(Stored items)
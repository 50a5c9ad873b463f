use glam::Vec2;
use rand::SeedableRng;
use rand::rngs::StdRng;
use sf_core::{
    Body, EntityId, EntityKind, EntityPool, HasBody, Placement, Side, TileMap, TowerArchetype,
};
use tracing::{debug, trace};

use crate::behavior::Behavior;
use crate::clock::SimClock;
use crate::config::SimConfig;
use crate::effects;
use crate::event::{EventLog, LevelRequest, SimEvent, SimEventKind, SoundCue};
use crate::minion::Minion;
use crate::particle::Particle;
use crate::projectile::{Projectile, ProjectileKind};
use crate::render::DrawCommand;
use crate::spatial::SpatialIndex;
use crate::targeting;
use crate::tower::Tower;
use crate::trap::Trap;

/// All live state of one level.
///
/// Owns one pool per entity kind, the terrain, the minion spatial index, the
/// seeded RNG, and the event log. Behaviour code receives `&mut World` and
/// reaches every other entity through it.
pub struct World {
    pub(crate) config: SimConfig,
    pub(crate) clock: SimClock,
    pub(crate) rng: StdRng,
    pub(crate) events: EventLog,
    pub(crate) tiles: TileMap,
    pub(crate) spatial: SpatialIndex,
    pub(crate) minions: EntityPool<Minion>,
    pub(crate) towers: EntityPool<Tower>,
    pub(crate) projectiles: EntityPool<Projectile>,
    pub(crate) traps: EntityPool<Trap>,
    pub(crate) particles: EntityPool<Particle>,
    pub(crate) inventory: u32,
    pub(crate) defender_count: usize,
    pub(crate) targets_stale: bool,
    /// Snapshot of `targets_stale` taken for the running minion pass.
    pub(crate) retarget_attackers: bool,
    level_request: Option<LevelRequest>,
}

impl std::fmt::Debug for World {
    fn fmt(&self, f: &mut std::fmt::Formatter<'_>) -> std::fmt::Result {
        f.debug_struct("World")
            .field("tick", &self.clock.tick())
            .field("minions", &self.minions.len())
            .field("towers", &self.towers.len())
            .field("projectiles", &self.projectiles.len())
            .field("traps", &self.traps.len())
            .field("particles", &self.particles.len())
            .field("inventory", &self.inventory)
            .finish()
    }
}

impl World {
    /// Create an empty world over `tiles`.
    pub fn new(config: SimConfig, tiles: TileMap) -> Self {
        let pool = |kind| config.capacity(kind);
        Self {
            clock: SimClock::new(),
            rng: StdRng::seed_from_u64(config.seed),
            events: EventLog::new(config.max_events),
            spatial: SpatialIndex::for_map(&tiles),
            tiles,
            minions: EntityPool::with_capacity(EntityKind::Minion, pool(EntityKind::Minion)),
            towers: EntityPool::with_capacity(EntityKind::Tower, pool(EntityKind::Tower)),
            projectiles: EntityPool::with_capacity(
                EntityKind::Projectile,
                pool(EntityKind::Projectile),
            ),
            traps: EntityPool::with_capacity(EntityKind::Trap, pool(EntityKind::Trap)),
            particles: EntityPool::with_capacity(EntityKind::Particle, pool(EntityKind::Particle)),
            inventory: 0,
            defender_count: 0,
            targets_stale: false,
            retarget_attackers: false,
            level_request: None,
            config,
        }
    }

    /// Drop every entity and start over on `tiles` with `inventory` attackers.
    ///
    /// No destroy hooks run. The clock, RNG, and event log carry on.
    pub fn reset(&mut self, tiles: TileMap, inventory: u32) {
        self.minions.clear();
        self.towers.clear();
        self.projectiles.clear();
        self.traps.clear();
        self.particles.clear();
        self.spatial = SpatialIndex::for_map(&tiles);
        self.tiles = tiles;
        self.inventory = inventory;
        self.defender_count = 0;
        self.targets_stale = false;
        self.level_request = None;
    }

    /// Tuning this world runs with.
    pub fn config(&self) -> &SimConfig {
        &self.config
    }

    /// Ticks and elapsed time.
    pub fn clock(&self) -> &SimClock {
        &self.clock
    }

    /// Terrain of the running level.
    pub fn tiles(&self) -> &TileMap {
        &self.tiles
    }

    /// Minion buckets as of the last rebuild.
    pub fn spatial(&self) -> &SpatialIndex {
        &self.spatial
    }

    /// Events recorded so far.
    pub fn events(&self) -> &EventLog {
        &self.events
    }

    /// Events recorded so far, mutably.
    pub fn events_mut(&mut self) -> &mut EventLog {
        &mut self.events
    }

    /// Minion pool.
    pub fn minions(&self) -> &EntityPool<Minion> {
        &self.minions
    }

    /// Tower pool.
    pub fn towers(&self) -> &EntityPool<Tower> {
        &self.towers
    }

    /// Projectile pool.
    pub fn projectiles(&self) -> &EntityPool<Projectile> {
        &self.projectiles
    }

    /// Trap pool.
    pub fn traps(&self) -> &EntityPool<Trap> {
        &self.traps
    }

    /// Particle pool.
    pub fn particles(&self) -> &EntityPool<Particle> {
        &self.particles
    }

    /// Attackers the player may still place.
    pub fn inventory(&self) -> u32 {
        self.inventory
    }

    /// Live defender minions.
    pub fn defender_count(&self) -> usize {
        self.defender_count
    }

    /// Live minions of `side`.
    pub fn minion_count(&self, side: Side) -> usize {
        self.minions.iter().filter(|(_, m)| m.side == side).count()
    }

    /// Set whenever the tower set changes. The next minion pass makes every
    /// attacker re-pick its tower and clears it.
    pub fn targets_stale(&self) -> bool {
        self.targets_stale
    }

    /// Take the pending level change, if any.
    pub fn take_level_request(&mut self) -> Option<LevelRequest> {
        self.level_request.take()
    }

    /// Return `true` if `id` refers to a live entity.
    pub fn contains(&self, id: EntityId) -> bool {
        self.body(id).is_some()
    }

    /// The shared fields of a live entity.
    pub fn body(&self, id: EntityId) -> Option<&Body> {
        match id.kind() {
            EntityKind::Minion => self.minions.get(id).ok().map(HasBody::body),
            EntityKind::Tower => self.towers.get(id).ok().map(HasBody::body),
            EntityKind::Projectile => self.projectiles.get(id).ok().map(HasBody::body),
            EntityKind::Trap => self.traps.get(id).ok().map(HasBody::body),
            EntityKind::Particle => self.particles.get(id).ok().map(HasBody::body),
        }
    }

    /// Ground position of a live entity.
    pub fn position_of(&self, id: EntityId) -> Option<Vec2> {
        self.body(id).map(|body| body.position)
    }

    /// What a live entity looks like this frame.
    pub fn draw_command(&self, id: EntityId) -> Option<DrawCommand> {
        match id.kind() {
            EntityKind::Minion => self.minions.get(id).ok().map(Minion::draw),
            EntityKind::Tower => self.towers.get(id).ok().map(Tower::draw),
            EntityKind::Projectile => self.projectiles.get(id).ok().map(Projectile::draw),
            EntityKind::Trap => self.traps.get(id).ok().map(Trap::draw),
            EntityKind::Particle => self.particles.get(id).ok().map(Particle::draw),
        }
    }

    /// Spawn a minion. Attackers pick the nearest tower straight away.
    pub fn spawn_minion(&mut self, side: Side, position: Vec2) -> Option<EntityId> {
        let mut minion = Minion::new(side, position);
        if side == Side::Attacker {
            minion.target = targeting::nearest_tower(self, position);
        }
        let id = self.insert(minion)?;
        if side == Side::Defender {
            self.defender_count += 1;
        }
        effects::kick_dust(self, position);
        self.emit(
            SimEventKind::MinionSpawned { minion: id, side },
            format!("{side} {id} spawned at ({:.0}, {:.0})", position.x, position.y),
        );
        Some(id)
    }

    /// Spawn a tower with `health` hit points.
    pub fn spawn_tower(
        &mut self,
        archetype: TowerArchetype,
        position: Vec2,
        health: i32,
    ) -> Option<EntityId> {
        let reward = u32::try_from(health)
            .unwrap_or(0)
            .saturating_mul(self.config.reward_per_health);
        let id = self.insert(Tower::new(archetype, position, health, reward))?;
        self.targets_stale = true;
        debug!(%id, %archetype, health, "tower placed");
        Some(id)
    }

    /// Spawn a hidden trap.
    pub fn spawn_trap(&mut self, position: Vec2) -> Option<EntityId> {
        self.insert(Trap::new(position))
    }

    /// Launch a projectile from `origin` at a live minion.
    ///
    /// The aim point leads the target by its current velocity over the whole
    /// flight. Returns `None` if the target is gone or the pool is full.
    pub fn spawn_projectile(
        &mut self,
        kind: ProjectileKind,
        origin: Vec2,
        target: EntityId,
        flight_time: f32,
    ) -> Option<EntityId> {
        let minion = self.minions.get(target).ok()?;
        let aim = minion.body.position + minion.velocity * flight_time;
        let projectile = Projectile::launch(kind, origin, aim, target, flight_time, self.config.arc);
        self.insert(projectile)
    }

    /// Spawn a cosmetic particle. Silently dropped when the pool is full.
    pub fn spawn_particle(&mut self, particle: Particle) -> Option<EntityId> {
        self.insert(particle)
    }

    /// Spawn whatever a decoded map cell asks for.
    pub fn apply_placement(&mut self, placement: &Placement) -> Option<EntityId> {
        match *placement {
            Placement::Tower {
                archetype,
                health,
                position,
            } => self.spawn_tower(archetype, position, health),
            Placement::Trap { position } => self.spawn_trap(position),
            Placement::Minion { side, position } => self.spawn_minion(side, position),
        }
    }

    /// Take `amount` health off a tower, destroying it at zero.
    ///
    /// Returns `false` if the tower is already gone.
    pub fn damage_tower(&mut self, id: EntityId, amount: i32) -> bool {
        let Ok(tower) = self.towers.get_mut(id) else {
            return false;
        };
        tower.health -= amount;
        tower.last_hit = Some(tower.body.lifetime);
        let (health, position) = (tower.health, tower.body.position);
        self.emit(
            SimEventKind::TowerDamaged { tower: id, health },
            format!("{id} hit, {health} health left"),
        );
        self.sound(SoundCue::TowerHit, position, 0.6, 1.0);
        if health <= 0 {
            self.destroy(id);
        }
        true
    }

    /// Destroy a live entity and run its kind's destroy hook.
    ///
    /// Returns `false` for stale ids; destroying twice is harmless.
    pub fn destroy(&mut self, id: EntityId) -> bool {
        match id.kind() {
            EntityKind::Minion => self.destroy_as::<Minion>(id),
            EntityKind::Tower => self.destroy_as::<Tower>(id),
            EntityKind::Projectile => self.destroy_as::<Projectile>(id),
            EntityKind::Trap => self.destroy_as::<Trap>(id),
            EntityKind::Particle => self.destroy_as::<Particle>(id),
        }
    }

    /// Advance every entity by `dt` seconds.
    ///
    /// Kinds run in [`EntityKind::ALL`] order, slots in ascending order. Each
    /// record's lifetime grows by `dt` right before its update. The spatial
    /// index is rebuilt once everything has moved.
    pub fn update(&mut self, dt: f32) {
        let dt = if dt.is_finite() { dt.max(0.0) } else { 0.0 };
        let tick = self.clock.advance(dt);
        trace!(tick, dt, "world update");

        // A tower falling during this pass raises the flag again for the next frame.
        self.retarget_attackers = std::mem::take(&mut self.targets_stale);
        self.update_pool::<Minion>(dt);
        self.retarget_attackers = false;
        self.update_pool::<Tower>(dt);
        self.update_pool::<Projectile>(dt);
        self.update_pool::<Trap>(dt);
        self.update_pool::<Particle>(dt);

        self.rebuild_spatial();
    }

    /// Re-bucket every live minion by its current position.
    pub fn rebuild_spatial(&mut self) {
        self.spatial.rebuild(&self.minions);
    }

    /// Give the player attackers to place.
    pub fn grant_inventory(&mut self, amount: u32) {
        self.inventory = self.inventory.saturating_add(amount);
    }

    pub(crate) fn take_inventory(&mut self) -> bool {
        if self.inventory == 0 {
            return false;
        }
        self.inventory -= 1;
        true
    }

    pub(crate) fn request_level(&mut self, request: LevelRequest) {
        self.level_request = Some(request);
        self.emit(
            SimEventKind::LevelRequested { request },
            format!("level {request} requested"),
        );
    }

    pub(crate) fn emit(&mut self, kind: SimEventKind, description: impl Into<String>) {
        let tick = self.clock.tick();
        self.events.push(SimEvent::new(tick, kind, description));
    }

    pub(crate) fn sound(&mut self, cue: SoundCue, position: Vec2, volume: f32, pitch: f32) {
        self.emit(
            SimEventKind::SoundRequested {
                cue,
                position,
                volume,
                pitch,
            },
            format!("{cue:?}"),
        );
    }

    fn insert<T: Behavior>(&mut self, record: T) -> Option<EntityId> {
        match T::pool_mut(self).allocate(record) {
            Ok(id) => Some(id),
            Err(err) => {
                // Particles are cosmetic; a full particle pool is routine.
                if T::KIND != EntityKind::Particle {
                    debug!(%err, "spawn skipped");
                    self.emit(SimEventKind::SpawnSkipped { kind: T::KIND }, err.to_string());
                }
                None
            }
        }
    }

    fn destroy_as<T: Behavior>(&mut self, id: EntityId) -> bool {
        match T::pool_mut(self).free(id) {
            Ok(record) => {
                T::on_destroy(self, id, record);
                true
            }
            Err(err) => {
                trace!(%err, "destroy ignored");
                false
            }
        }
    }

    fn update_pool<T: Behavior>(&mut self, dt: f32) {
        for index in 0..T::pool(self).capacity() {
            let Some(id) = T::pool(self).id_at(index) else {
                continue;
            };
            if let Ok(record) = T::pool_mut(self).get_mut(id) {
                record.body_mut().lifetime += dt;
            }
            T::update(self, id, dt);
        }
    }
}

#### Task objective
Lines containing the word "Returns" must be found in the data above and copied.

#### Output of the task
    /// flight. Returns `None` if the target is gone or the pool is full.
    /// Returns `false` if the tower is already gone.
    /// Returns `false` for stale ids; destroying twice is harmless.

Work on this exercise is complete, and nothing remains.